I decided it wasn’t enough to simply buy wings from the local chicken store, which advertised that you could always have chicken tonight with just a phone call.  I wanted to make the wings myself. 

Not just any wings. 

Caribbean hot wings. 

A little bit of sweet with a little bit of spice dipped in some variation on a creamy dip… or not, if they were done right. 

The trick was, according to a network of food, to marinate the wings over night in a spicy and sweet combination that included chili powder, honey, brown sugar, and a habanero pepper. 

I have no idea what a pepper is unless it is clearly labeled at the grocery store, and I knew that the dreaded “habanero” was one spicy pepper.  When the local grocer did not carry that particular pepper, I selected a long, green pepper from a basket that was simply labeled “Spicy Hot Chili Pepper.” 

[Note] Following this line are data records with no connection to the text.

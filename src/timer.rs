//! Timer collaborator (spec §1: out of core scope, interface level only).
//!
//! A minimal free-running counter/match-timer wrapper over [`regs::TimerRegs`],
//! kept around only so [`crate::clocks::Timer`] implementations and the
//! scheduler have a concrete timebase to build on. Full capture/PWM channel
//! support is out of scope.

use crate::fmt::trace;
use crate::regs::{self, TimerRegs};

const TCR_ENABLE: u32 = 1 << 0;
const TCR_RESET: u32 = 1 << 1;
const MCR_INTERRUPT_ON_MATCH0: u32 = 1 << 0;
const MCR_RESET_ON_MATCH0: u32 = 1 << 1;

/// One of the four general-purpose match timers named in [`regs::TIMER_BASES`].
pub struct MatchTimer {
    regs: &'static TimerRegs,
}

impl MatchTimer {
    /// Binds to timer `index` (0..4).
    ///
    /// # Safety
    /// Caller must not construct two `MatchTimer`s over the same `index`.
    pub unsafe fn new(index: usize) -> Self {
        Self { regs: unsafe { regs::timer(index) } }
    }

    /// Resets the counter to zero and starts it running.
    pub fn start(&self) {
        self.regs.tcr.write(TCR_RESET);
        self.regs.pr.write(0);
        self.regs.tcr.write(TCR_ENABLE);
        trace!("timer: started");
    }

    /// Stops the counter without resetting it.
    pub fn stop(&self) {
        self.regs.tcr.clear_bits(TCR_ENABLE);
    }

    /// Current free-running counter value.
    pub fn count(&self) -> u32 {
        self.regs.tc.read()
    }

    /// Programs match channel 0 to fire at `value`, resetting the counter
    /// and raising an interrupt when it's hit.
    pub fn set_match0(&self, value: u32) {
        self.regs.mr[0].write(value);
        self.regs.mcr.write(MCR_INTERRUPT_ON_MATCH0 | MCR_RESET_ON_MATCH0);
    }

    /// Clears a pending match/capture interrupt flag.
    pub fn clear_interrupt(&self, mask: u32) {
        self.regs.ir.write(mask);
    }
}

#[cfg(test)]
mod tests {
    use super::*;

    fn registers() -> &'static TimerRegs {
        Box::leak(Box::new(unsafe { core::mem::zeroed() }))
    }

    #[test]
    fn start_resets_then_enables_counter() {
        let regs = registers();
        let timer = MatchTimer { regs };
        timer.start();
        assert_eq!(regs.tcr.read(), TCR_ENABLE);
    }

    #[test]
    fn set_match0_arms_interrupt_and_reset() {
        let regs = registers();
        let timer = MatchTimer { regs };
        timer.set_match0(1000);
        assert_eq!(regs.mr[0].read(), 1000);
        assert_eq!(regs.mcr.read(), MCR_INTERRUPT_ON_MATCH0 | MCR_RESET_ON_MATCH0);
    }
}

Keep in mind that I live on Long Island an the average person doesn’t go around making spicy food.  It is usually a variation on something Irish or Italian.  There are two sushi places, but I don’t know that they do their shopping at the regular supermarket. 

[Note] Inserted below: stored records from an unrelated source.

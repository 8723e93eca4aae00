//! Windowed watchdog collaborator (spec §1: out of core scope, interface
//! level only).
//!
//! Feed/timeout control over [`regs::WwdtRegs`]. Windowing, warning
//! thresholds and the lock/protect latches the teacher's full driver exposed
//! are out of scope here — this crate only needs enough watchdog control to
//! keep firmware alive while SGPIO transfers run.

use crate::fmt::trace;
use crate::regs::{self, WwdtRegs};

const MODE_WDEN: u32 = 1 << 0;
const MODE_WDRESET: u32 = 1 << 1;
const MODE_WDTOF: u32 = 1 << 2;

const FEED_SEQUENCE: [u32; 2] = [0xAA, 0x55];

/// The single windowed watchdog timer instance.
pub struct Watchdog {
    regs: &'static WwdtRegs,
}

impl Watchdog {
    /// Binds to the watchdog peripheral.
    ///
    /// # Safety
    /// Caller must not construct two `Watchdog`s at once.
    pub unsafe fn new() -> Self {
        Self { regs: unsafe { regs::wwdt() } }
    }

    /// Sets the timeout counter and enables a full system reset on timeout.
    pub fn start(&self, timeout_ticks: u32) {
        self.regs.timeout_const.write(timeout_ticks);
        self.regs.mode.set_bits(MODE_WDEN | MODE_WDRESET);
        self.feed();
        trace!("wwdt: started");
    }

    /// Reloads the timeout counter. Must be called periodically once
    /// started, or a reset occurs.
    pub fn feed(&self) {
        critical_section::with(|_| {
            for word in FEED_SEQUENCE {
                self.regs.feed.write(word);
            }
        });
    }

    /// Returns true if a previous watchdog timeout caused the last reset.
    pub fn timed_out(&self) -> bool {
        self.regs.mode.read() & MODE_WDTOF != 0
    }

    /// Clears the timeout flag.
    pub fn clear_timeout_flag(&self) {
        self.regs.mode.clear_bits(MODE_WDTOF);
    }
}

#[cfg(test)]
mod tests {
    use super::*;

    fn registers() -> &'static WwdtRegs {
        Box::leak(Box::new(unsafe { core::mem::zeroed() }))
    }

    #[test]
    fn start_programs_timeout_and_enables_reset() {
        let regs = registers();
        let wdt = Watchdog { regs };
        wdt.start(5000);
        assert_eq!(regs.timeout_const.read(), 5000);
        assert_eq!(regs.mode.read() & (MODE_WDEN | MODE_WDRESET), MODE_WDEN | MODE_WDRESET);
    }

    #[test]
    fn timed_out_reflects_flag() {
        let regs = registers();
        regs.mode.write(MODE_WDTOF);
        let wdt = Watchdog { regs };
        assert!(wdt.timed_out());
    }
}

Home I go to prepare the best wings that have ever been made in the entire universe.  Sure to cause weeping of joy, or gnashing of teeth.  Simply because I have always wanted to see the acting out of the verb “gnash.” 

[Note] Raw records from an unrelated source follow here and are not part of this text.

//! Interrupt Controller (spec §4.C).
//!
//! Thin wrapper over the NVIC register block in [`crate::regs`]: enable/
//! disable/pending/priority/handler-install primitives, plus ownership of
//! the single statically-allocated vector table. Grounded on the teacher's
//! `#[interrupt]`-handler convention (`gpio.rs`'s `GPIO_INTA`, `timer.rs`)
//! and the enable/unpend shape of `embassy_hal_internal::interrupt::InterruptExt`,
//! reimplemented locally since this crate drops the async `embassy-hal-internal`
//! dependency (§10.7).

use crate::fmt::{trace, warn};
use crate::regs::{self, NvicRegs};

/// Number of external interrupt lines this vector table covers. Sized for a
/// Cortex-M4 part with up to 240 external IRQs (8 `u32` enable/pending/active
/// words); the SGPIO line and its CGU/CCU-adjacent neighbors live well
/// within this range.
pub const IRQ_COUNT: usize = 240;

/// A fixed IRQ-number enumeration, per spec.md §4.C. Only the lines this
/// crate's own peripherals need are named; `Other` covers the rest of the
/// numeric space so callers outside this crate's scope can still install
/// handlers through the same API.
#[derive(Debug, Clone, Copy, PartialEq, Eq)]
#[cfg_attr(feature = "defmt", derive(defmt::Format))]
pub enum Irq {
    Sgpio,
    Timer0,
    Timer1,
    Timer2,
    Timer3,
    Usart0,
    Usart1,
    Usart2,
    Usart3,
    Other(u16),
}

impl Irq {
    /// Fixed numeric mapping backing this crate's vector table.
    pub const fn number(self) -> u16 {
        match self {
            Irq::Sgpio => 18,
            Irq::Timer0 => 19,
            Irq::Timer1 => 20,
            Irq::Timer2 => 21,
            Irq::Timer3 => 22,
            Irq::Usart0 => 23,
            Irq::Usart1 => 24,
            Irq::Usart2 => 25,
            Irq::Usart3 => 26,
            Irq::Other(n) => n,
        }
    }
}

/// Pointer type stored in the vector table: a no-argument handler, per
/// spec.md §9's instruction that ISRs are free functions, never closures
/// over stack data.
pub type HandlerFn = unsafe extern "C" fn();

/// One statically-allocated vector table. There is exactly one of these in
/// a running image; it is read-only after early init except through
/// [`set_handler`].
#[repr(C, align(256))]
pub struct VectorTable {
    entries: [Option<HandlerFn>; IRQ_COUNT],
}

impl VectorTable {
    /// An all-`None` table, ready to have handlers installed via
    /// [`set_handler`].
    pub const fn empty() -> Self {
        Self { entries: [None; IRQ_COUNT] }
    }
}

unsafe fn regs() -> &'static NvicRegs {
    unsafe { regs::nvic() }
}

fn word_and_bit(irq: u16) -> (usize, u32) {
    (irq as usize / 32, 1u32 << (irq as u32 % 32))
}

/// Enable an interrupt line at the NVIC.
pub fn enable(irq: Irq) {
    let (word, bit) = word_and_bit(irq.number());
    unsafe { regs().iser[word].write(bit) };
    trace!("nvic: enabled irq {}", irq.number());
}

/// Disable an interrupt line at the NVIC.
pub fn disable(irq: Irq) {
    let (word, bit) = word_and_bit(irq.number());
    unsafe { regs().icer[word].write(bit) };
    trace!("nvic: disabled irq {}", irq.number());
}

/// Force an interrupt to pending, as if the peripheral had asserted it.
pub fn mark_pending(irq: Irq) {
    let (word, bit) = word_and_bit(irq.number());
    unsafe { regs().ispr[word].write(bit) };
}

/// Clear an interrupt's pending state without servicing it.
pub fn mark_serviced(irq: Irq) {
    let (word, bit) = word_and_bit(irq.number());
    unsafe { regs().icpr[word].write(bit) };
}

/// Is `irq` currently pending?
pub fn is_pending(irq: Irq) -> bool {
    let (word, bit) = word_and_bit(irq.number());
    unsafe { regs().ispr[word].read() & bit != 0 }
}

/// Set an interrupt's priority. Only the top `PRIO_BITS` bits of `value` are
/// architecturally significant on most Cortex-M4 parts; callers should treat
/// lower numeric values as higher priority, per the ARM convention.
pub fn set_priority(irq: Irq, value: u8) {
    let n = irq.number() as usize;
    let word = n / 4;
    let byte_in_word = n % 4;
    let shift = byte_in_word * 8;
    let mask = 0xffu32 << shift;
    unsafe {
        regs().ipr[word].modify(|v| (v & !mask) | ((value as u32) << shift));
    }
}

/// Install `handler` for `irq` into the shared vector table.
///
/// Per spec.md §4.C/§5, installation must happen with the target IRQ
/// disabled; this function enforces that ordering itself rather than
/// trusting the caller, disabling the IRQ first and leaving it disabled —
/// the caller must `enable` it explicitly afterward.
pub fn set_handler(table: &mut VectorTable, irq: Irq, handler: HandlerFn) {
    disable(irq);
    let n = irq.number() as usize;
    if n >= IRQ_COUNT {
        warn!("nvic: irq {} out of range for a {}-entry vector table", n, IRQ_COUNT);
        return;
    }
    table.entries[n] = Some(handler);
}

#[cfg(test)]
mod tests {
    use super::*;

    #[test]
    fn word_and_bit_splits_irq_number() {
        assert_eq!(word_and_bit(0), (0, 1));
        assert_eq!(word_and_bit(31), (0, 1 << 31));
        assert_eq!(word_and_bit(32), (1, 1));
        assert_eq!(word_and_bit(18), (0, 1 << 18));
    }

    #[test]
    fn sgpio_irq_number_matches_fixed_enumeration() {
        assert_eq!(Irq::Sgpio.number(), 18);
    }

    #[test]
    fn vector_table_starts_empty() {
        let table = VectorTable::empty();
        assert!(table.entries.iter().all(|e| e.is_none()));
    }
}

In the process of doing so, in de-seeding my “Spicy Hot Chili Pepper” of no real name, some of the juices got on my hands.  In a severe act of idiocy that seems to be the norm for me in these situations, I ran my hands over my face as I was thinking about how great these wings were going to be. 

I didn’t notice the burning immediately, but as it started to build, it became apparent that I had inadvertently pepper-sprayed myself by smearing the juices of the pepper all over my face. 

I turned red. 

It burned like I was soaking my face in acid. 

I had dreams of Harvey Dent. 

My eyes began to water so I rubbed them.  With the juice infected hands that caused my face to burn. 

I ran in circles, bumping into things because I could no longer see. 

I ran outside and threw my face into a snow drift, which had frozen over with ice, and the shards of ice simply caused more pain. 

I ran back inside the house and plunged my face into the toilet, which was unused, but by flushing repeatedly I managed to imitate the “eyewash” from science class that I was always anticipating using in case my zinc explosion went horribly wrong. 

Finally, with a flooded bathroom and a face that had swollen and reddened, I sat on the bathroom floor and looked at my hands. 

Why had they done me wrong? 

Despite the face-searing incident that I encountered in my early prep, the wings turned out quite nice.  Preparing the sweet potato fries was another matter. 

This involved cutting the precious orange vegetable into small shavings using a Cuisinart, or as I like to refer to it, the “Spinning Blades of Death.”  This is due to the fact that you use the sharpest blades that money can buy, and have them spin at a rate that would make a chainsaw cringe. 

While removing the blade, my hand slipped on an errant starch and a nice chunk of my right ring finger began to bleed.  At this moment as I am typing, the “O”, “L”, and “.” keys on the keyboard are causing a good deal of pain and I am sure I will have to clean it when I am finished. 

Once again, the best of intentions leads to unintended results. 

This is why even a good intention cannot be used to justify sin.  So many times when confronted with something that did not turn out the way that I planned, I simply react with the instinctive, “But what I meant was that…” 

Does it really matter what we intend? 

Sure, but it probably means a lot less than we think.  We should probably concentrate more on the actual activity that we are doing so that we don’t end up spiritually, physically, or emotionally burning ourselves, or cutting our fingertips off. 

What is really important? 

Is the intent true? 

Is the action good? 

Is the end result beautiful? 

When these three are all answered yes, then we have less burning, less loss fingers, and more of an ability to sit back and enjoy the blessings of God.  Even if the Cardinals lost.